Allegheny County Organizations Call for Robust COVID Relief

Allegheny County Organizations Call on U.S. Congressional Delegation to Provide Robust COVID Relief

PITTSBURGH, PA (December 7, 2020) – A new analysis by the nonpartisan Center on Budget and Policy Priorities (CBPP) shows that hunger and hardship is dramatically increasing nationwide and in Pennsylvania. Nearly one in nine adults with children in our commonwealth say they can’t afford enough food for their children, and nearly one in five are behind on rent. One in three adults nationwide and in Pennsylvania were having trouble meeting household expenses, such as food, rent or mortgage, car payments, medical expenses, or student loans.

“As the holidays approach, we are seeing immense and growing needs — and it will get worse if Congress fails to act. We urgently need a comprehensive response to the pandemic that bring real relief to our communities,” said Ann Sanders policy advocate of Just Harvest, a local anti-hunger nonprofit that engages in advocacy, direct service, and community organizing. “We are asking our Congressional delegation to protect the health, well-being, and future of those in our region, and to not leave for holiday break without doing so.”

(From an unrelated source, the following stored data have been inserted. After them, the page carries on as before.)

//! Run context - per-run capabilities and shared values handed to task
//! executors

use crate::core::{
    event::Event,
    run::Run,
    secrets::{SecretResolver, SecretValue},
    Pipeline,
};
use serde_yaml::Value;
use std::collections::HashMap;
use std::fmt;
use std::path::{Path, PathBuf};
use std::sync::Arc;
use uuid::Uuid;

/// Prefix of exports that name a working directory
pub const WORKSPACE_PREFIX: &str = "workspace.";

/// Execution context for one run.
///
/// Holds the values tasks may read (event data, variables, exports of
/// earlier tasks, named working directories) and the secret resolution
/// capability. It is never stored on the `Run` and never serialized.
#[derive(Clone)]
pub struct RunContext {
    pub run_id: Uuid,

    pub pipeline_name: String,

    pub event: Event,

    /// Default working directory
    pub workdir: PathBuf,

    /// Pipeline variables
    variables: HashMap<String, String>,

    /// Values exported by completed tasks
    exports: HashMap<String, String>,

    secrets: Arc<dyn SecretResolver>,
}

impl RunContext {
    /// Create the context for a run
    pub fn new(
        run: &Run,
        pipeline: &Pipeline,
        workdir: impl Into<PathBuf>,
        secrets: Arc<dyn SecretResolver>,
    ) -> Self {
        Self {
            run_id: run.id,
            pipeline_name: pipeline.name.clone(),
            event: run.triggering_event.clone(),
            workdir: workdir.into(),
            variables: pipeline.variables.clone(),
            exports: HashMap::new(),
            secrets,
        }
    }

    /// Record a value exported by a task.
    ///
    /// Keys under `workspace.` are global; anything else is namespaced as
    /// `<task>.<key>`.
    pub fn set_export(&mut self, task_name: &str, key: &str, value: impl Into<String>) {
        let full_key = if key.starts_with(WORKSPACE_PREFIX) {
            key.to_string()
        } else {
            format!("{}.{}", task_name, key)
        };
        self.exports.insert(full_key, value.into());
    }

    /// Get an exported value by its full key
    pub fn get_export(&self, key: &str) -> Option<&String> {
        self.exports.get(key)
    }

    /// Resolve a named working directory exposed by a checkout task
    pub fn workspace(&self, name: &str) -> Option<PathBuf> {
        self.exports
            .get(&format!("{}{}", WORKSPACE_PREFIX, name))
            .map(PathBuf::from)
    }

    /// Resolve a directory parameter: `workspace:<name>`, a path relative to
    /// the workdir, or an absolute path
    pub fn resolve_dir(&self, spec: Option<&str>) -> PathBuf {
        match spec {
            None => self.workdir.clone(),
            Some(spec) => match spec.strip_prefix("workspace:") {
                Some(rest) => {
                    let (name, sub) = rest.split_once('/').unwrap_or((rest, ""));
                    let root = self
                        .workspace(name)
                        .unwrap_or_else(|| self.workdir.join(name));
                    if sub.is_empty() {
                        root
                    } else {
                        root.join(sub)
                    }
                }
                None => {
                    let path = Path::new(spec);
                    if path.is_absolute() {
                        path.to_path_buf()
                    } else {
                        self.workdir.join(path)
                    }
                }
            },
        }
    }

    /// Resolve a named secret
    pub fn secret(&self, name: &str) -> Option<SecretValue> {
        self.secrets.resolve(name)
    }

    /// Get all variables available for parameter rendering
    pub fn get_rendering_variables(&self) -> HashMap<String, String> {
        let mut vars = self.variables.clone();

        vars.insert("event.ref".to_string(), self.event.git_ref.clone());
        vars.insert("event.branch".to_string(), self.event.branch().to_string());
        vars.insert("event.sha".to_string(), self.event.commit_sha.clone());
        vars.insert("event.short_sha".to_string(), self.event.short_sha().to_string());
        vars.insert("event.kind".to_string(), self.event.originating_kind().to_string());
        vars.insert("run.id".to_string(), self.run_id.to_string());
        vars.insert("pipeline.name".to_string(), self.pipeline_name.clone());

        if let Some(pr) = &self.event.pr {
            vars.insert("pr.number".to_string(), pr.number.to_string());
            vars.insert("pr.source_ref".to_string(), pr.source_ref.clone());
        }

        vars.extend(self.exports.clone());
        vars
    }

    /// Render `{{ name }}` placeholders in a string
    pub fn render(&self, template: &str) -> String {
        let mut rendered = template.to_string();

        for (key, value) in self.get_rendering_variables() {
            let placeholder = format!("{{{{ {} }}}}", key);
            rendered = rendered.replace(&placeholder, &value);
        }

        rendered
    }

    /// Render every string inside a parameter value
    pub fn render_value(&self, value: &Value) -> Value {
        match value {
            Value::String(s) => Value::String(self.render(s)),
            Value::Sequence(items) => {
                Value::Sequence(items.iter().map(|v| self.render_value(v)).collect())
            }
            Value::Mapping(map) => Value::Mapping(
                map.iter()
                    .map(|(k, v)| (k.clone(), self.render_value(v)))
                    .collect(),
            ),
            other => other.clone(),
        }
    }
}

impl fmt::Debug for RunContext {
    fn fmt(&self, f: &mut fmt::Formatter<'_>) -> fmt::Result {
        f.debug_struct("RunContext")
            .field("run_id", &self.run_id)
            .field("pipeline_name", &self.pipeline_name)
            .field("workdir", &self.workdir)
            .field("variables", &self.variables)
            .field("exports", &self.exports)
            .finish_non_exhaustive()
    }
}
//! Cooperative single-threaded timer scheduler.
//!
//! The UI runs on one task, so timers are plain entries in a table keyed by
//! [`TimerId`] instead of spawned futures. The event loop advances a virtual
//! clock from wall-clock instants and drains due timers one at a time with
//! [`Scheduler::next_due`]; a handler that schedules a new timer while the
//! clock is being advanced sees the correct `now` and its timer fires in the
//! same advance if it falls inside the window.
//!
//! Clearing a timer removes it from the table immediately, so a cleared timer
//! can never be delivered afterwards.

use std::collections::BTreeMap;
use std::time::Duration;

pub type TimerId = u64;

/// Payload carried by a timer and routed to the component that owns it.
#[derive(Debug, Clone, Copy, PartialEq, Eq, Hash)]
pub enum TimerEvent {
    /// Panel open/close animation finished
    PanelSettle,
    /// Shared base delay before staggered reveals elapsed
    RevealBase,
    /// Staggered delay of one reveal target elapsed
    RevealStart { target: usize },
    /// One character of a reveal target is due
    RevealTick { target: usize },
    /// Status phrase re-draw
    PhraseRotate,
    /// Elapsed-seconds recomputation
    ElapsedTick,
    /// Close request after a selection
    AutoClose,
    /// Timer owned by the host application
    Host(u64),
}

/// A timer handed back by [`Scheduler::next_due`].
#[derive(Debug, Clone, Copy, PartialEq, Eq)]
pub struct Fired {
    pub id: TimerId,
    pub event: TimerEvent,
}

#[derive(Debug, Clone)]
struct Timer {
    due: Duration,
    period: Option<Duration>,
    event: TimerEvent,
}

/// Timer table plus the virtual clock it is measured against.
#[derive(Debug)]
pub struct Scheduler {
    now: Duration,
    timers: BTreeMap<TimerId, Timer>,
    next_id: TimerId,
}

impl Scheduler {
    pub fn new() -> Self {
        Self {
            now: Duration::ZERO,
            timers: BTreeMap::new(),
            next_id: 1,
        }
    }

    /// Current position of the virtual clock
    pub fn now(&self) -> Duration {
        self.now
    }

    /// Fire `event` once after `delay`
    pub fn set_timeout(&mut self, delay: Duration, event: TimerEvent) -> TimerId {
        self.insert(self.now + delay, None, event)
    }

    /// Fire `event` every `period`, first at `now + period`.
    ///
    /// A zero period is clamped to one millisecond so an interval can never
    /// starve the drain loop.
    pub fn set_interval(&mut self, period: Duration, event: TimerEvent) -> TimerId {
        let period = period.max(Duration::from_millis(1));
        self.insert(self.now + period, Some(period), event)
    }

    fn insert(&mut self, due: Duration, period: Option<Duration>, event: TimerEvent) -> TimerId {
        let id = self.next_id;
        self.next_id += 1;
        self.timers.insert(id, Timer { due, period, event });
        id
    }

    /// Cancel a timer. Returns false if it already fired or was cleared.
    pub fn clear(&mut self, id: TimerId) -> bool {
        self.timers.remove(&id).is_some()
    }

    /// Cancel every timer in `ids`
    pub fn clear_all<I: IntoIterator<Item = TimerId>>(&mut self, ids: I) {
        for id in ids {
            self.timers.remove(&id);
        }
    }

    /// Cancel every timer in the table
    pub fn cancel_all(&mut self) {
        self.timers.clear();
    }

    pub fn is_pending(&self, id: TimerId) -> bool {
        self.timers.contains_key(&id)
    }

    /// Number of outstanding timers
    pub fn pending_count(&self) -> usize {
        self.timers.len()
    }

    /// Pop the earliest timer due at or before `until`.
    ///
    /// The clock moves to the timer's due time. Intervals are re-armed one
    /// period later; timeouts are removed. Ties fire in creation order.
    pub fn next_due(&mut self, until: Duration) -> Option<Fired> {
        let (&id, timer) = self
            .timers
            .iter()
            .filter(|(_, timer)| timer.due <= until)
            .min_by_key(|(id, timer)| (timer.due, **id))?;

        let due = timer.due;
        let event = timer.event;
        let period = timer.period;
        match period {
            Some(period) => {
                if let Some(timer) = self.timers.get_mut(&id) {
                    timer.due = due + period;
                }
            }
            None => {
                self.timers.remove(&id);
            }
        }

        self.now = self.now.max(due);
        Some(Fired { id, event })
    }

    /// Move the clock forward to `until` once all due timers were drained
    pub fn advance_to(&mut self, until: Duration) {
        self.now = self.now.max(until);
    }

    /// Advance by `dt` and collect everything that fired.
    ///
    /// Only suitable when nothing reacts to the fired timers by scheduling
    /// new ones; dispatching callers drain with [`Scheduler::next_due`].
    pub fn advance(&mut self, dt: Duration) -> Vec<Fired> {
        let until = self.now + dt;
        let mut fired = Vec::new();
        while let Some(timer) = self.next_due(until) {
            fired.push(timer);
        }
        self.advance_to(until);
        fired
    }
}

impl Default for Scheduler {
    fn default() -> Self {
        Self::new()
    }
}

#[cfg(test)]
mod tests {
    use super::*;

    fn ms(value: u64) -> Duration {
        Duration::from_millis(value)
    }

    #[test]
    fn test_timeout_fires_once() {
        let mut scheduler = Scheduler::new();
        let id = scheduler.set_timeout(ms(600), TimerEvent::PanelSettle);

        assert!(scheduler.advance(ms(599)).is_empty());
        let fired = scheduler.advance(ms(1));
        assert_eq!(fired, vec![Fired { id, event: TimerEvent::PanelSettle }]);
        assert!(scheduler.advance(ms(5000)).is_empty());
        assert!(!scheduler.is_pending(id));
    }

    #[test]
    fn test_interval_catches_up() {
        let mut scheduler = Scheduler::new();
        scheduler.set_interval(ms(30), TimerEvent::RevealTick { target: 0 });

        let fired = scheduler.advance(ms(95));
        assert_eq!(fired.len(), 3);
        assert_eq!(scheduler.now(), ms(95));
        assert_eq!(scheduler.advance(ms(25)).len(), 1);
    }

    #[test]
    fn test_cleared_timer_never_fires() {
        let mut scheduler = Scheduler::new();
        let a = scheduler.set_timeout(ms(10), TimerEvent::AutoClose);
        let b = scheduler.set_interval(ms(10), TimerEvent::PhraseRotate);

        assert!(scheduler.clear(a));
        assert!(!scheduler.clear(a));
        scheduler.clear_all([b]);
        assert!(scheduler.advance(ms(100)).is_empty());
        assert_eq!(scheduler.pending_count(), 0);
    }

    #[test]
    fn test_ties_fire_in_creation_order() {
        let mut scheduler = Scheduler::new();
        let first = scheduler.set_timeout(ms(50), TimerEvent::Host(1));
        let second = scheduler.set_timeout(ms(50), TimerEvent::Host(2));

        let ids: Vec<TimerId> = scheduler.advance(ms(50)).iter().map(|f| f.id).collect();
        assert_eq!(ids, vec![first, second]);
    }

    #[test]
    fn test_nested_scheduling_sees_due_time() {
        let mut scheduler = Scheduler::new();
        scheduler.set_timeout(ms(100), TimerEvent::Host(1));

        let until = ms(250);
        let mut seen = Vec::new();
        while let Some(fired) = scheduler.next_due(until) {
            seen.push((fired.event, scheduler.now()));
            if fired.event == TimerEvent::Host(1) {
                scheduler.set_timeout(ms(100), TimerEvent::Host(2));
            }
        }
        scheduler.advance_to(until);

        assert_eq!(seen, vec![(TimerEvent::Host(1), ms(100)), (TimerEvent::Host(2), ms(200))]);
        assert_eq!(scheduler.now(), until);
    }

    #[test]
    fn test_zero_period_is_clamped() {
        let mut scheduler = Scheduler::new();
        scheduler.set_interval(Duration::ZERO, TimerEvent::ElapsedTick);
        assert_eq!(scheduler.advance(ms(3)).len(), 3);
    }
}
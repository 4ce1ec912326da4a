//! Terminal user interface: components, the chat container and the event loop.

pub mod app_component;
pub mod components;
pub mod core;
pub mod renderer;
pub mod theme;

pub use app_component::{ChatHost, ChatInterface};
pub use renderer::run_app;
pub use theme::{Theme, ThemeMode};
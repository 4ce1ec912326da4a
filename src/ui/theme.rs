//! Light and dark palettes

use ratatui::style::Color;
use serde::{Deserialize, Serialize};

#[derive(Debug, Clone, Copy, PartialEq, Eq, Default, Serialize, Deserialize)]
#[serde(rename_all = "lowercase")]
pub enum ThemeMode {
    #[default]
    Dark,
    Light,
}

impl ThemeMode {
    #[must_use]
    pub fn toggle(self) -> Self {
        match self {
            ThemeMode::Dark => ThemeMode::Light,
            ThemeMode::Light => ThemeMode::Dark,
        }
    }

    pub fn label(self) -> &'static str {
        match self {
            ThemeMode::Dark => "dark",
            ThemeMode::Light => "light",
        }
    }
}

/// Colors used by every chat component
#[derive(Debug, Clone, Copy, PartialEq, Eq)]
pub struct Theme {
    pub mode: ThemeMode,
    pub text: Color,
    pub user: Color,
    pub assistant: Color,
    pub system: Color,
    pub accent: Color,
    pub dim: Color,
    pub border: Color,
    pub selected: Color,
    pub cursor: Color,
    pub backdrop: Color,
}

impl Theme {
    #[must_use]
    pub fn for_mode(mode: ThemeMode) -> Self {
        match mode {
            ThemeMode::Dark => Self {
                mode,
                text: Color::White,
                user: Color::Rgb(105, 136, 255),
                assistant: Color::Rgb(220, 220, 220),
                system: Color::Rgb(153, 153, 153),
                accent: Color::Cyan,
                dim: Color::DarkGray,
                border: Color::Gray,
                selected: Color::Green,
                cursor: Color::Yellow,
                backdrop: Color::Rgb(20, 20, 24),
            },
            ThemeMode::Light => Self {
                mode,
                text: Color::Black,
                user: Color::Rgb(65, 88, 208),
                assistant: Color::Rgb(40, 40, 40),
                system: Color::Rgb(110, 110, 110),
                accent: Color::Rgb(20, 143, 173),
                dim: Color::Gray,
                border: Color::DarkGray,
                selected: Color::Rgb(54, 147, 7),
                cursor: Color::Rgb(199, 113, 0),
                backdrop: Color::Rgb(230, 230, 235),
            },
        }
    }
}

impl Default for Theme {
    fn default() -> Self {
        Self::for_mode(ThemeMode::default())
    }
}
//! Rotating status phrase with elapsed-time tracking.

use super::scheduler::{Fired, Scheduler, TimerEvent, TimerId};
use crate::error::{ChatError, ChatResult};
use rand::rngs::StdRng;
use rand::{Rng, SeedableRng};
use std::time::Duration;

/// Picks a random phrase every `rotate_every` and counts whole seconds since
/// activation every `elapsed_every`.
///
/// Draws are independent, so the same phrase can come up twice in a row.
#[derive(Debug)]
pub struct StatusTicker {
    phrases: Vec<String>,
    active_phrase: String,
    started_at: Option<Duration>,
    elapsed_secs: u64,
    rotations: u64,
    rotate_every: Duration,
    elapsed_every: Duration,
    rotate_timer: Option<TimerId>,
    elapsed_timer: Option<TimerId>,
    report_completion: bool,
    rng: StdRng,
}

impl StatusTicker {
    pub fn new(rotate_every: Duration, elapsed_every: Duration) -> Self {
        Self::with_rng(rotate_every, elapsed_every, StdRng::from_rng(&mut rand::rng()))
    }

    /// Build a ticker drawing from a caller supplied generator
    pub fn with_rng(rotate_every: Duration, elapsed_every: Duration, rng: StdRng) -> Self {
        Self {
            phrases: Vec::new(),
            active_phrase: String::new(),
            started_at: None,
            elapsed_secs: 0,
            rotations: 0,
            rotate_every,
            elapsed_every,
            rotate_timer: None,
            elapsed_timer: None,
            report_completion: true,
            rng,
        }
    }

    /// Report the final elapsed seconds from [`StatusTicker::deactivate`]
    pub fn set_report_completion(&mut self, report: bool) {
        self.report_completion = report;
    }

    pub fn is_active(&self) -> bool {
        self.started_at.is_some()
    }

    pub fn active_phrase(&self) -> &str {
        &self.active_phrase
    }

    pub fn elapsed_secs(&self) -> u64 {
        self.elapsed_secs
    }

    /// Number of phrase draws in the current session, the first one included
    pub fn rotations(&self) -> u64 {
        self.rotations
    }

    /// Start a session.
    ///
    /// An empty phrase list is rejected before anything else changes. An
    /// already active session is deactivated first; its completion, if
    /// reported, is returned.
    pub fn activate(&mut self, phrases: Vec<String>, scheduler: &mut Scheduler) -> ChatResult<Option<u64>> {
        if phrases.is_empty() {
            return Err(ChatError::EmptyPhrases);
        }

        let previous = self.deactivate(scheduler);

        self.phrases = phrases;
        self.started_at = Some(scheduler.now());
        self.elapsed_secs = 0;
        self.rotations = 0;
        self.draw();
        self.rotate_timer = Some(scheduler.set_interval(self.rotate_every, TimerEvent::PhraseRotate));
        self.elapsed_timer = Some(scheduler.set_interval(self.elapsed_every, TimerEvent::ElapsedTick));
        log::debug!("Ticker: activated with {} phrases", self.phrases.len());

        Ok(previous)
    }

    /// Stop both timers.
    ///
    /// Returns the elapsed seconds at this instant when completion reporting
    /// is on and a session was active; `None` otherwise, so repeated calls
    /// report at most once.
    pub fn deactivate(&mut self, scheduler: &mut Scheduler) -> Option<u64> {
        scheduler.clear_all(self.rotate_timer.take().into_iter().chain(self.elapsed_timer.take()));

        let started_at = self.started_at.take()?;
        self.elapsed_secs = Self::whole_seconds(scheduler.now(), started_at);
        log::debug!("Ticker: deactivated after {}s", self.elapsed_secs);
        self.report_completion.then_some(self.elapsed_secs)
    }

    /// Handle a fired timer. Returns true when the display changed.
    pub fn on_timer(&mut self, fired: &Fired, scheduler: &Scheduler) -> bool {
        match fired.event {
            TimerEvent::PhraseRotate if self.rotate_timer == Some(fired.id) => {
                self.draw();
                true
            }
            TimerEvent::ElapsedTick if self.elapsed_timer == Some(fired.id) => {
                let Some(started_at) = self.started_at else {
                    return false;
                };
                let elapsed = Self::whole_seconds(scheduler.now(), started_at);
                let changed = elapsed != self.elapsed_secs;
                self.elapsed_secs = elapsed;
                changed
            }
            _ => false,
        }
    }

    fn draw(&mut self) {
        let index = self.rng.random_range(0..self.phrases.len());
        self.active_phrase.clone_from(&self.phrases[index]);
        self.rotations += 1;
    }

    fn whole_seconds(now: Duration, started_at: Duration) -> u64 {
        now.saturating_sub(started_at).as_secs()
    }
}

Just Harvest has sent a letter along with 21 other community, advocacy, and labor organizations to U.S. Senators Casey and Toomey as well as Representatives Doyle and Lamb. The letter urges these federal policymakers to enact a relief package with the following measures:

  • an extension of previously enacted COVID protections that are set to expire at the end of 2020;
  • adequate unemployment insurance benefits for people who have lost their jobs;
  • a 15% increase in SNAP benefits by 15% to help families put food on the table;
  • emergency rental assistance to help families stay in their homes;
  • childcare assistance so that parents have the safe, affordable childcare they need to be able to return to work when it’s safe to do so;
  • emergency grants to help low-income households that were left out of previous packages or need additional help;
  • $32 billion for transit agencies to prevent service cuts, fare hikes, and system shutdowns so riders can continue to get to work in essential industries and access essential services; and
  • additional aid to state and local governments to prevent more job layoffs and cuts in critical services.

Letter signer Samuel Jones, director of the Restaurant Opportunities Center (ROC) Pennsylvania, says, “The pandemic is having a devastating effect on restaurant workers. These workers have a significant risk of exposure to Covid-19 due to interactions with the dining public and the necessity of working in close quarters in a restaurant setting. We desperately need extended paid emergency leave to support workers and to protect the public.” Jones says ROC PA supports the call to continue federal pandemic unemployment benefits (PUA and PUEC), which are due to expire on December 26. Their loss is estimated to affect 12 million American workers and their households.

The CBPP report and ample other research demonstrate that both the pandemic and its economic impact are disproportionately affecting communities of color. Carol Hardeman, executive director of the Hill District Consensus Group, says her group wants Congressional delegates to realize that COVID-19 is public health crisis and to “take action and extend the eviction moratorium until a vaccine is available to be administered.” She says the group sees urgent need for emergency housing and funding in order to help residents who are unable to pay their shelter costs due to the pandemic.